What you are asked to do —
Go through the material below and count the lines in which the word "VectorSink" occurs; the only output is the number.

Extracted information —
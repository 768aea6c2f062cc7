use std::collections::HashMap;

use async_trait::async_trait;
use serde::{Deserialize, Serialize};
use uvsync_core::api::{Vector, VectorFetcher, VectorRecord, VectorSink};

use crate::http::{self, error_kind};

const API_VERSION_HEADER: &str = "X-Pinecone-API-Version";
const API_VERSION: &str = "2024-07";

/// Data-plane handle on one index.
#[derive(Clone)]
pub struct PineconeIndex {
    api_key: String,
    http: reqwest::Client,
    url_fetch: String,
    url_upsert: String,
    fetch_batch_size: usize,
    upsert_batch_size: usize,
}

impl PineconeIndex {
    pub fn new(
        host: &str,
        api_key: String,
        timeout_ms: u64,
        fetch_batch_size: usize,
        upsert_batch_size: usize,
    ) -> anyhow::Result<Self> {
        anyhow::ensure!(!api_key.trim().is_empty(), "missing vector index API key");
        let base = normalize_host(host);
        Ok(Self {
            api_key,
            http: http::build_client(timeout_ms)?,
            url_fetch: format!("{}/vectors/fetch", base),
            url_upsert: format!("{}/vectors/upsert", base),
            fetch_batch_size: fetch_batch_size.max(1),
            upsert_batch_size: upsert_batch_size.max(1),
        })
    }

    fn auth(&self, req: reqwest::RequestBuilder) -> reqwest::RequestBuilder {
        req.header("Api-Key", &self.api_key)
            .header(API_VERSION_HEADER, API_VERSION)
    }

    /// Fetch vectors by id from the default namespace, chunked by
    /// `fetch_batch_size`. Ids the index does not know are simply absent.
    pub async fn fetch_vectors(&self, ids: &[String]) -> anyhow::Result<Vec<Vector>> {
        let mut out = Vec::with_capacity(ids.len());
        for chunk in ids.chunks(self.fetch_batch_size) {
            let query: Vec<(&str, &str)> = chunk.iter().map(|id| ("ids", id.as_str())).collect();
            let url = &self.url_fetch;
            tracing::debug!(
                target: "uvsync.vector",
                stage = "vector.http.fetch.in",
                url = %url,
                ids = chunk.len()
            );
            let req = self.auth(self.http.get(url).query(&query));
            let resp = http::send(req, url).await?;
            let status = resp.status();
            let body: FetchResponse = http::parse_json(resp).await?;
            tracing::debug!(
                target: "uvsync.vector",
                stage = "vector.http.fetch.out",
                status = %status,
                vectors = body.vectors.len()
            );
            out.extend(body.vectors.into_values());
        }
        Ok(out)
    }

    /// Upsert `records` into `namespace`, chunked by `upsert_batch_size`.
    /// Returns the number of vectors the index acknowledged.
    pub async fn upsert_vectors(
        &self,
        records: &[VectorRecord],
        namespace: &str,
    ) -> anyhow::Result<usize> {
        let mut upserted = 0;
        for chunk in records.chunks(self.upsert_batch_size) {
            let url = &self.url_upsert;
            tracing::debug!(
                target: "uvsync.vector",
                stage = "vector.http.upsert.in",
                url = %url,
                namespace = %namespace,
                vectors = chunk.len()
            );
            let payload = UpsertRequest {
                vectors: chunk,
                namespace,
            };
            let req = self.auth(self.http.post(url).json(&payload));
            let resp = http::send(req, url).await?;
            let body: UpsertResponse = http::parse_json(resp).await?;
            upserted += body.upserted_count.unwrap_or(chunk.len());
        }
        Ok(upserted)
    }
}

#[async_trait]
impl VectorFetcher for PineconeIndex {
    async fn fetch(&self, point_ids: &[String]) -> anyhow::Result<Vec<Vector>> {
        if point_ids.is_empty() {
            return Ok(Vec::new());
        }
        self.fetch_vectors(point_ids).await
    }
}

#[async_trait]
impl VectorSink for PineconeIndex {
    async fn upsert(&self, records: &[VectorRecord], namespace: &str) -> bool {
        if records.is_empty() {
            return false;
        }
        match self.upsert_vectors(records, namespace).await {
            Ok(_) => true,
            Err(e) => {
                let kind = error_kind(&e);
                tracing::warn!(
                    target: "uvsync.vector",
                    stage = "vector.upsert.failed",
                    namespace = %namespace,
                    kind = %kind,
                    transient = kind.is_transient(),
                    error = %e
                );
                false
            }
        }
    }
}

/// Look up the data-plane host of `index_name` through the control plane.
pub async fn resolve_host(
    control_plane_url: &str,
    index_name: &str,
    api_key: &str,
    timeout_ms: u64,
) -> anyhow::Result<String> {
    let client = http::build_client(timeout_ms)?;
    let url = format!(
        "{}/indexes/{}",
        control_plane_url.trim_end_matches('/'),
        index_name
    );
    let req = client
        .get(&url)
        .header("Api-Key", api_key)
        .header(API_VERSION_HEADER, API_VERSION);
    let resp = http::send(req, &url).await?;
    let desc: IndexDescription = http::parse_json(resp).await?;
    tracing::info!(
        target: "uvsync.vector",
        stage = "vector.host.resolved",
        index = %index_name,
        host = %desc.host
    );
    Ok(normalize_host(&desc.host))
}

fn normalize_host(host: &str) -> String {
    let host = host.trim().trim_end_matches('/');
    if host.starts_with("http://") || host.starts_with("https://") {
        host.to_string()
    } else {
        format!("https://{}", host)
    }
}

#[derive(Debug, Deserialize)]
struct FetchResponse {
    #[serde(default)]
    vectors: HashMap<String, Vector>,
}

#[derive(Debug, Serialize)]
struct UpsertRequest<'a> {
    vectors: &'a [VectorRecord],
    namespace: &'a str,
}

#[derive(Debug, Deserialize)]
struct UpsertResponse {
    #[serde(default, rename = "upsertedCount")]
    upserted_count: Option<usize>,
}

#[derive(Debug, Deserialize)]
struct IndexDescription {
    host: String,
}

#[cfg(test)]
mod tests {
    use super::*;
    use crate::http::ApiError;
    use mockito::{Matcher, Server};
    use serde_json::json;
    use uvsync_core::api::{Metadata, SinkErrorKind};

    fn record(id: &str, item: &str) -> VectorRecord {
        let meta: Metadata =
            serde_json::from_value(json!({"user_id": "u1", "item_id": item})).unwrap();
        VectorRecord::new(id, meta, vec![0.1, 0.2]).unwrap()
    }

    #[test]
    fn test_normalize_host_adds_scheme() {
        assert_eq!(normalize_host("idx-123.svc.pinecone.io/"), "https://idx-123.svc.pinecone.io");
        assert_eq!(normalize_host("http://localhost:5080"), "http://localhost:5080");
    }

    #[tokio::test]
    async fn test_fetch_parses_vectors_and_sends_api_key() {
        let mut server = Server::new_async().await;
        let _m = server
            .mock("GET", "/vectors/fetch")
            .match_query(Matcher::AllOf(vec![
                Matcher::UrlEncoded("ids".into(), "p1".into()),
                Matcher::UrlEncoded("ids".into(), "p2".into()),
            ]))
            .match_header("api-key", "secret")
            .with_status(200)
            .with_header("content-type", "application/json")
            .with_body(
                json!({
                    "namespace": "",
                    "vectors": {
                        "p2": {"id": "p2", "values": [0.3, 0.4], "metadata": {"brand": "b"}},
                        "p1": {"id": "p1", "values": [0.1, 0.2]}
                    }
                })
                .to_string(),
            )
            .create_async()
            .await;

        let index = PineconeIndex::new(&server.url(), "secret".into(), 1_000, 100, 100).unwrap();
        let mut vectors = index
            .fetch(&["p1".to_string(), "p2".to_string()])
            .await
            .unwrap();
        vectors.sort_by(|a, b| a.id.cmp(&b.id));

        assert_eq!(vectors.len(), 2);
        assert_eq!(vectors[0].values, vec![0.1, 0.2]);
        assert!(vectors[0].metadata.is_empty());
        assert_eq!(vectors[1].metadata.get("brand"), Some(&json!("b")));
    }

    #[tokio::test]
    async fn test_fetch_chunks_requests() {
        let mut server = Server::new_async().await;
        let m = server
            .mock("GET", "/vectors/fetch")
            .match_query(Matcher::Any)
            .with_status(200)
            .with_body(r#"{"vectors": {}}"#)
            .expect(3)
            .create_async()
            .await;

        let index = PineconeIndex::new(&server.url(), "secret".into(), 1_000, 2, 100).unwrap();
        let ids: Vec<String> = (0..5).map(|i| format!("p{}", i)).collect();
        let vectors = index.fetch(&ids).await.unwrap();

        assert!(vectors.is_empty());
        m.assert_async().await;
    }

    #[tokio::test]
    async fn test_fetch_empty_request_makes_no_call() {
        let mut server = Server::new_async().await;
        let m = server
            .mock("GET", "/vectors/fetch")
            .match_query(Matcher::Any)
            .expect(0)
            .create_async()
            .await;

        let index = PineconeIndex::new(&server.url(), "secret".into(), 1_000, 100, 100).unwrap();
        assert!(index.fetch(&[]).await.unwrap().is_empty());
        m.assert_async().await;
    }

    #[tokio::test]
    async fn test_fetch_status_error_is_classified() {
        let mut server = Server::new_async().await;
        let _m = server
            .mock("GET", "/vectors/fetch")
            .match_query(Matcher::Any)
            .with_status(401)
            .with_body("invalid api key")
            .create_async()
            .await;

        let index = PineconeIndex::new(&server.url(), "bad".into(), 1_000, 100, 100).unwrap();
        let err = index.fetch(&["p1".to_string()]).await.unwrap_err();
        let api = err.downcast_ref::<ApiError>().expect("expected ApiError");
        assert_eq!(api.kind(), SinkErrorKind::Authentication);
        assert_eq!(api.status(), Some(401));
    }

    #[tokio::test]
    async fn test_upsert_sends_namespace_and_records() {
        let mut server = Server::new_async().await;
        let m = server
            .mock("POST", "/vectors/upsert")
            .match_body(Matcher::Json(json!({
                "namespace": "u1",
                "vectors": [{
                    "id": "p1",
                    "values": [0.1, 0.2],
                    "metadata": {"user_id": "u1", "item_id": "a"}
                }]
            })))
            .with_status(200)
            .with_body(r#"{"upsertedCount": 1}"#)
            .create_async()
            .await;

        let index = PineconeIndex::new(&server.url(), "secret".into(), 1_000, 100, 100).unwrap();
        assert!(index.upsert(&[record("p1", "a")], "u1").await);
        m.assert_async().await;
    }

    #[tokio::test]
    async fn test_upsert_failure_returns_false() {
        let mut server = Server::new_async().await;
        let _m = server
            .mock("POST", "/vectors/upsert")
            .with_status(500)
            .create_async()
            .await;

        let index = PineconeIndex::new(&server.url(), "secret".into(), 1_000, 100, 100).unwrap();
        assert!(!index.upsert(&[record("p1", "a")], "u1").await);
    }

    #[tokio::test]
    async fn test_upsert_empty_returns_false_without_call() {
        let mut server = Server::new_async().await;
        let m = server
            .mock("POST", "/vectors/upsert")
            .expect(0)
            .create_async()
            .await;

        let index = PineconeIndex::new(&server.url(), "secret".into(), 1_000, 100, 100).unwrap();
        assert!(!index.upsert(&[], "u1").await);
        m.assert_async().await;
    }

    #[tokio::test]
    async fn test_resolve_host_reads_index_description() {
        let mut server = Server::new_async().await;
        let _m = server
            .mock("GET", "/indexes/items")
            .with_status(200)
            .with_body(r#"{"name": "items", "host": "items-abc.svc.pinecone.io"}"#)
            .create_async()
            .await;

        let host = resolve_host(&server.url(), "items", "secret", 1_000)
            .await
            .unwrap();
        assert_eq!(host, "https://items-abc.svc.pinecone.io");
    }
}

Output for this exercise —
2